Giunti al termine del pellegrinaggio, chiamiamolo così, si resero conto che avevano vissuto dieci giorni come in una bolla, immersi in una realtà di fatica, gioia e astrazione dal resto del mondo. Se l’erano goduta senza pensare a come era iniziata in quel primo pomeriggio nella metropolitana di Oporto, che sembrava una vita fa. Si era andati avanti nonostante tutto, ma ora si era alla fine e la preoccupazione si era materializzata.

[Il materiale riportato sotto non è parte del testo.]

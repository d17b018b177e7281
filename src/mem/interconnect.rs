//! Channel interconnect.
//!
//! The interconnect is the controller's view of the device side of one
//! channel: it fans commands out to the addressed rank and answers
//! issuability queries on its behalf.

use crate::config::SharedParams;
use crate::mem::bank::FailReason;
use crate::mem::rank::Rank;
use crate::mem::request::Request;
use crate::stats;

pub struct Interconnect {
    ranks: Vec<Rank>,
    commands_issued: u64,
}

impl Interconnect {
    pub fn new(params: SharedParams) -> Interconnect {
        let ranks = (0..params.ranks)
            .map(|r| Rank::new(params.clone(), r))
            .collect();
        Interconnect {
            ranks,
            commands_issued: 0,
        }
    }

    pub fn rank(&self, rank: u64) -> &Rank {
        &self.ranks[rank as usize]
    }

    pub fn is_issuable(&self, req: &Request, now: u64) -> Result<(), FailReason> {
        self.ranks[req.addr.rank as usize].is_issuable(req, now)
    }

    /// Forwards a command to the addressed rank.
    ///
    /// Returns the cycle at which the command finishes.
    pub fn issue_command(&mut self, req: &Request, now: u64) -> u64 {
        self.commands_issued += 1;
        self.ranks[req.addr.rank as usize].issue_command(req, now)
    }

    pub fn cycle(&mut self, steps: u64, now: u64) {
        for rank in &mut self.ranks {
            rank.cycle(steps, now);
        }
    }

    pub fn print_stats(&self, interval: u64, prefix: &str) {
        stats::stat(interval, prefix, "commandsIssued", self.commands_issued);
        for rank in &self.ranks {
            rank.print_stats(interval, prefix);
        }
    }
}
//! Physical address decoding.
//!
//! The translator maps a flat physical byte address to device coordinates
//! (channel, rank, bank, row, column) and back. Field extraction is a
//! chain of divide and modulo operations over the configured field order,
//! so field sizes do not have to be powers of two. The sub-line offset is
//! carried through as a bit address, making `reverse_translate` the exact
//! inverse of `translate` for every address.

use crate::config::SharedParams;
use crate::error::SimError;
use crate::mem::request::DeviceAddr;

/// One decoded address field.
#[derive(Debug, Clone, Copy, PartialEq, Eq)]
enum Field {
    Row,
    Col,
    Bank,
    Rank,
    Channel,
}

impl Field {
    fn from_token(tok: &str) -> Option<Field> {
        match tok {
            "R" => Some(Field::Row),
            "C" => Some(Field::Col),
            "BK" => Some(Field::Bank),
            "RK" => Some(Field::Rank),
            "CH" => Some(Field::Channel),
            _ => None,
        }
    }
}

/// Field order and sizes resolved from `AddressMappingScheme`.
///
/// The scheme string lists fields most-significant first, colon
/// separated, e.g. `R:RK:BK:CH:C`.
#[derive(Debug, Clone)]
pub struct TranslationMethod {
    /// Fields least-significant first, paired with their element counts.
    order: Vec<(Field, u64)>,
    line_size: u64,
    mat_height: u64,
}

impl TranslationMethod {
    fn from_params(params: &SharedParams) -> Result<TranslationMethod, SimError> {
        let mut seen = Vec::new();
        for tok in params.address_mapping.split(':') {
            let field = Field::from_token(tok).ok_or_else(|| {
                SimError::Config(format!(
                    "AddressMappingScheme has unknown field '{}' in '{}'",
                    tok, params.address_mapping
                ))
            })?;
            if seen.contains(&field) {
                return Err(SimError::Config(format!(
                    "AddressMappingScheme repeats field '{}' in '{}'",
                    tok, params.address_mapping
                )));
            }
            seen.push(field);
        }

        if seen.len() != 5 {
            return Err(SimError::Config(format!(
                "AddressMappingScheme '{}' must name all of R, C, BK, RK, CH",
                params.address_mapping
            )));
        }

        let count = |f: Field| match f {
            Field::Row => params.rows,
            Field::Col => params.cols,
            Field::Bank => params.banks,
            Field::Rank => params.ranks,
            Field::Channel => params.channels,
        };

        // Stored least-significant first for the divide/modulo chain.
        let order = seen.into_iter().rev().map(|f| (f, count(f))).collect();

        Ok(TranslationMethod {
            order,
            line_size: params.line_size,
            mat_height: params.mat_height,
        })
    }
}

/// Maps physical addresses to device coordinates and back.
pub struct AddressTranslator {
    method: TranslationMethod,
}

impl AddressTranslator {
    pub fn new(params: &SharedParams) -> Result<AddressTranslator, SimError> {
        Ok(AddressTranslator {
            method: TranslationMethod::from_params(params)?,
        })
    }

    /// Decodes a physical byte address.
    pub fn translate(&self, physical: u64) -> DeviceAddr {
        let mut addr = DeviceAddr {
            physical,
            bit: (physical % self.method.line_size) * 8,
            ..DeviceAddr::default()
        };

        let mut rest = physical / self.method.line_size;
        for &(field, count) in &self.method.order {
            let value = rest % count;
            rest /= count;
            match field {
                Field::Row => addr.row = value,
                Field::Col => addr.col = value,
                Field::Bank => addr.bank = value,
                Field::Rank => addr.rank = value,
                Field::Channel => addr.channel = value,
            }
        }

        addr.subarray = addr.row / self.method.mat_height;
        addr
    }

    /// Reassembles the physical byte address from device coordinates.
    pub fn reverse_translate(&self, addr: &DeviceAddr) -> u64 {
        let mut line = 0u64;
        for &(field, count) in self.method.order.iter().rev() {
            let value = match field {
                Field::Row => addr.row,
                Field::Col => addr.col,
                Field::Bank => addr.bank,
                Field::Rank => addr.rank,
                Field::Channel => addr.channel,
            };
            line = line * count + value;
        }
        line * self.method.line_size + addr.bit / 8
    }
}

Poiché il camminatore si era flesciato sulla perdita dei soldi e basta, furono gli altri due a capire che la mancanza dei documenti fosse ancora più grave e cercarono in quei giorni di trovare una soluzione. Fu grazie all’intervento fondamentale del figlio del camminatore distratto che la strategia che tutti insieme avevano messo in piedi diede infine la possibilità allo sciagurato di rientrare in Italia con gli altri ma fu un pensiero che aleggiava minaccioso sopra di loro e che iniziò il primo giorno e terminò quando salirono sull’ultimo aereo a Madrid.
Tramite il console di La Coruna era stata contattata l’ambasciata di Madrid e qui avevano redatto un documento alternativo valido per il rimpatrio, come se si trattasse di immigrato clandestino, un indesiderato che viene allontanato col foglio di via.
Il documento con tanto di timbro e firma dell’ambasciata era stato poi spedito al magnifico Grand Hotel B-Nor di Santiago dove i nostri lo avevano finalmente recuperato al loro arrivo e adesso avrebbe dovuto consentire di superare i rigidi controlli della Ryanar al momento dell’imbarco.
Si dice dovrebbe al condizionale perché i nostri umarelli non erano affatto tranquilli e progettavano itinerari alternativi per il rientro separato del camminatore:
- Con pulman di linea Santiago – Madrid e da qui Madrid – Genova in soli due giorni
- Con treno stesso tragitto ma a costi decisamente superiori
- Con una gita turistica che avrebbero dovuto trovare a Santiago e che fosse compiacente di accogliere un clandestino a bordo.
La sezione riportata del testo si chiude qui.